[Data for the task — start]

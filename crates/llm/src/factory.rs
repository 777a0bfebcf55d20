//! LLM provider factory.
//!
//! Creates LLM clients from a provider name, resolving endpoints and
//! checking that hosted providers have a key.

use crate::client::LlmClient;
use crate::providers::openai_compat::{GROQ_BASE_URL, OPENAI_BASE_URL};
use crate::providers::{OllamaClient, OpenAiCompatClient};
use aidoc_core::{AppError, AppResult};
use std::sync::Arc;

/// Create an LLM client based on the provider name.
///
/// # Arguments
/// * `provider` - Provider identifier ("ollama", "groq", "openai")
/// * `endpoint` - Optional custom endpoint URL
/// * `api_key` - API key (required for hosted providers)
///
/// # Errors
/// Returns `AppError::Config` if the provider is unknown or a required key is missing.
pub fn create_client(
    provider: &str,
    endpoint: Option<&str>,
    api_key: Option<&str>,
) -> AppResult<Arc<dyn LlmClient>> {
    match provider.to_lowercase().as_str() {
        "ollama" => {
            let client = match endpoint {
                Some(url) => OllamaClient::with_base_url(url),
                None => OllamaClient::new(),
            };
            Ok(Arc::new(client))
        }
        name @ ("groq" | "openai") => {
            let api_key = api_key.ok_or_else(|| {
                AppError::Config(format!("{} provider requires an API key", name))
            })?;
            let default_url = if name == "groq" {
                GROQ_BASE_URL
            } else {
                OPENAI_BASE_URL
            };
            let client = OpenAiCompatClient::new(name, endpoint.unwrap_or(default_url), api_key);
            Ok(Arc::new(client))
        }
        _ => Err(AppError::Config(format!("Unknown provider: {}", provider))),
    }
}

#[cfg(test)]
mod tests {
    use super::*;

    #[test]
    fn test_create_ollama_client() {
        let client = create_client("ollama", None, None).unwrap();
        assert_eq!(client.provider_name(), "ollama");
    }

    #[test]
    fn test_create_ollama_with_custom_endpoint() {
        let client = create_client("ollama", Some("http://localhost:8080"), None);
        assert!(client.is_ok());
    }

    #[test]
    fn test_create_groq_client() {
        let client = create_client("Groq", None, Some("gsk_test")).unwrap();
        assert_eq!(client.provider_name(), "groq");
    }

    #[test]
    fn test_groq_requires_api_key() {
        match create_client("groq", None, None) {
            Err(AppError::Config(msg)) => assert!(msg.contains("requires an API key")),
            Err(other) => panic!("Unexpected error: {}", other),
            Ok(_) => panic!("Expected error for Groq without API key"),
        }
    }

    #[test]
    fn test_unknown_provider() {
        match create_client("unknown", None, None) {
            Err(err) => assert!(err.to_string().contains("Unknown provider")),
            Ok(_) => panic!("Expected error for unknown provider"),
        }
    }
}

[Data for the task — finish]

- **Exercise directions**
Exact repetition of every entry in the data is required.

- **Result**
filename crates/llm/src/factory.rs
repository 777a0bfebcf55d20
//! LLM provider factory.
//!
//! Creates LLM clients from a provider name, resolving endpoints and
//! checking that hosted providers have a key.

use crate::client::LlmClient;
use crate::providers::openai_compat::{GROQ_BASE_URL, OPENAI_BASE_URL};
use crate::providers::{OllamaClient, OpenAiCompatClient};
use aidoc_core::{AppError, AppResult};
use std::sync::Arc;

/// Create an LLM client based on the provider name.
///
/// # Arguments
/// * `provider` - Provider identifier ("ollama", "groq", "openai")
/// * `endpoint` - Optional custom endpoint URL
/// * `api_key` - API key (required for hosted providers)
///
/// # Errors
/// Returns `AppError::Config` if the provider is unknown or a required key is missing.
pub fn create_client(
    provider: &str,
    endpoint: Option<&str>,
    api_key: Option<&str>,
) -> AppResult<Arc<dyn LlmClient>> {
    match provider.to_lowercase().as_str() {
        "ollama" => {
            let client = match endpoint {
                Some(url) => OllamaClient::with_base_url(url),
                None => OllamaClient::new(),
            };
            Ok(Arc::new(client))
        }
        name @ ("groq" | "openai") => {
            let api_key = api_key.ok_or_else(|| {
                AppError::Config(format!("{} provider requires an API key", name))
            })?;
            let default_url = if name == "groq" {
                GROQ_BASE_URL
            } else {
                OPENAI_BASE_URL
            };
            let client = OpenAiCompatClient::new(name, endpoint.unwrap_or(default_url), api_key);
            Ok(Arc::new(client))
        }
        _ => Err(AppError::Config(format!("Unknown provider: {}", provider))),
    }
}

#[cfg(test)]
mod tests {
    use super::*;

    #[test]
    fn test_create_ollama_client() {
        let client = create_client("ollama", None, None).unwrap();
        assert_eq!(client.provider_name(), "ollama");
    }

    #[test]
    fn test_create_ollama_with_custom_endpoint() {
        let client = create_client("ollama", Some("http://localhost:8080"), None);
        assert!(client.is_ok());
    }

    #[test]
    fn test_create_groq_client() {
        let client = create_client("Groq", None, Some("gsk_test")).unwrap();
        assert_eq!(client.provider_name(), "groq");
    }

    #[test]
    fn test_groq_requires_api_key() {
        match create_client("groq", None, None) {
            Err(AppError::Config(msg)) => assert!(msg.contains("requires an API key")),
            Err(other) => panic!("Unexpected error: {}", other),
            Ok(_) => panic!("Expected error for Groq without API key"),
        }
    }

    #[test]
    fn test_unknown_provider() {
        match create_client("unknown", None, None) {
            Err(err) => assert!(err.to_string().contains("Unknown provider")),
            Ok(_) => panic!("Expected error for unknown provider"),
        }
    }
}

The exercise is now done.